Suffolk County Sheriff Vincent DeMarco was honored for his impact surrounding gang violence and rehabilitation during Council For Unity’s annual Champions for Children Gala Nov. 9. Photo by Kevin Redding

By Kevin Redding

In 2006, a year after he was elected Suffolk County sheriff, Vincent DeMarco took a huge risk. In an effort to reduce gang violence in the Riverhead correctional facility, DeMarco brought a seemingly ill-fated program into the jail where rival gang leaders and members — Bloods, Crips, MS-13, Latin Kings and Aryan Brotherhood — gather in a room to share stories, make peace and help one another escape a life of crime. In doing so, Riverhead became the first county jail in the nation to embrace Council for Unity, a nonprofit founded in Brooklyn in 1975 to keep gang activities out of schools and communities and replace a culture of despair with a culture of hope. The newly-appointed sheriff’s gamble quickly paid off.

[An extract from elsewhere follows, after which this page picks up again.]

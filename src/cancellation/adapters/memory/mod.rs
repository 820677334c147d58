//! In-memory adapters for the canceled-request list.

mod repository;

pub use repository::InMemoryCanceledRequestRepository;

Robert DeSena, Vincent DeMarco, Alex Bryan and Butch Langhorn were recognized for their work. Photo by Kevin Redding

In a matter of months, DeMarco and correctional facility members watched the entire jail system turn around, as inmates who came to the prison as enemies began to form friendships through their similar experiences. The men, many of whom are imprisoned for violent behavior and drug dealing, find careers after they’ve served their sentences thanks to job and education opportunities offered in the program.

Inmate population and the rate of recidivism at Riverhead are now at an all-time low and the jail serves as a model for other correctional facilities statewide. The Riverhead Police Department has since developed its own companion anti-gang program with the organization.

“DeMarco has changed the dynamic in that facility and has created hope for inmates who live without hope,” said Robert DeSena, president and founder of Council For Unity, who met with DeMarco and his staff to pitch the radical concept in February 2006. “He has a tremendous social conscience and his perception of incarcerated people is atypical. He saw they had the capacity to be reclaimed and he went with it.”

DeSena and others involved in the program, including ex-gang members, honored DeMarco for his significant impact surrounding these criminals’ rehabilitation during Council For Unity’s annual Champions for Children Gala at the Garden City Hotel Nov. 9.

“I had this smirk on my face as if to say to ‘this guy is nuts. You’re going to get Crips and everybody together Kumbaya-ing? That’s not happening here. But Sheriff DeMarco is somebody who’s willing to take a chance. And let me tell you, it was worth a chance. I love this man.”

— Butch Langhorn

The annual event aims to celebrate public figures on Long Island active in the reduction of gang violence in society. DeMarco, who has served as sheriff for 12 years and decided earlier this year he would not seek a fourth term, was on the short list of honorees alongside Nassau County District Attorney Madeline Singas and Council for Unity alumnus Dr. James Li.

He received a plaque referring to him as a visionary, reformer and humanitarian “for creating a climate of hope and possibility for the inmates in his charge.”

While introducing DeMarco to receive his honor, Butch Langhorn, assistant to the sheriff who oversees the Council For Unity sessions at the jail, recalled the first meeting he and DeMarco had with DeSena.

“While we were listening, I had this smirk on my face as if to say to ‘this guy is nuts,’” Langhorn said. “You’re going to get Crips and everybody together Kumbaya-ing? That’s not happening here. But Sheriff DeMarco is somebody who’s willing to take a chance. And let me tell you, it was worth a chance. I love this man.”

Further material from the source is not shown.